This award is funded under the American Recovery and Reinvestment Act of 2009 (Public Law 111-5).
The objective of this project is to develop fast and robust numerical reconstruction methods for linear and nonlinear inverse transport problems appeared in many application areas. The main approach proposed is to incorporate a priori information into optimization-based algorithms that have been developed in the past. The a priori information includes both knowledge on the unknowns to be reconstructed and knowledge on numerical methods for forward transport problems. More precisely, the proposed research include: (1) to develop methods that utilize a priori information to reduce the number of unknowns in the reconstruction, and to reconstruct features in the object of interests; (2) to accelerate the reconstruction process by analyzing the structure of the forward transport problem so that larger set of data can be used in the reconstruction process; and (3) to develop efficient Bayesian computational methods for uncertainty quantification in transport-based imaging problems.

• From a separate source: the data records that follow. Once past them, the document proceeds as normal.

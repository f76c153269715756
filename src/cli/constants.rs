// cli/constants.rs: Identity constants, display-level global, and display macros.

use std::sync::atomic::{AtomicU32, Ordering};

// ── String / identity constants ───────────────────────────────────────────────
pub const PROGRAM_NAME: &str = "lzvn";
pub const AUTHOR: &str = "the lzvn authors";

/// Marker for standard input / output in file arguments.
pub const STDIN_MARK: &str = "-";
pub const STDOUT_MARK: &str = "-";

// ── Display level global ──────────────────────────────────────────────────────
//
// 0 = no output; 1 = errors only; 2 = normal (downgradable); 3 = per-file detail;
// 4 = verbose (per-block decode summary)
pub static DISPLAY_LEVEL: AtomicU32 = AtomicU32::new(2);

/// Returns the current display level.
#[inline]
pub fn display_level() -> u32 {
    DISPLAY_LEVEL.load(Ordering::Relaxed)
}

/// Sets the display level.
#[inline]
pub fn set_display_level(level: u32) {
    DISPLAY_LEVEL.store(level, Ordering::Relaxed);
}

// ── Display helpers ───────────────────────────────────────────────────────────

/// Print to stderr.
#[macro_export]
macro_rules! display {
    ($($arg:tt)*) => { eprint!($($arg)*) };
}

/// Conditionally print to stderr at or above `level`.
#[macro_export]
macro_rules! displaylevel {
    ($level:expr, $($arg:tt)*) => {
        if $crate::cli::constants::display_level() >= $level {
            eprint!($($arg)*);
        }
    };
}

The proposed research lies between numerical mathematics and applications. From computational point of view, developing fast, robust and accurate reconstruction algorithms for ill-posed transport-based inverse problems is very challenging, not only because of the advanced numerical optimization, numerical partial differential equations techniques it involves, but also because of the fact that a deep understanding of the theory of ill-posed inverse problems is required. Many ideas developed in this proposal should have straightforward applications in numerical solutions of other model-based inverse problems. From application point of view, inverse transport problems find applications in various areas such as medical imaging (mainly optical tomography and optical molecular imaging), detection and imaging in random media, and atmospheric optics. The proposed research can potentially has long-term impacts in those application areas, improving both the stability and the accuracy of those imaging methods. Some of the ideas and techniques developed in this project will be incorporated into a graduate level class on numerical methods for inverse problems which presumably will benefit graduates who are interested in applying mathematical and computational techniques to solve real world problems.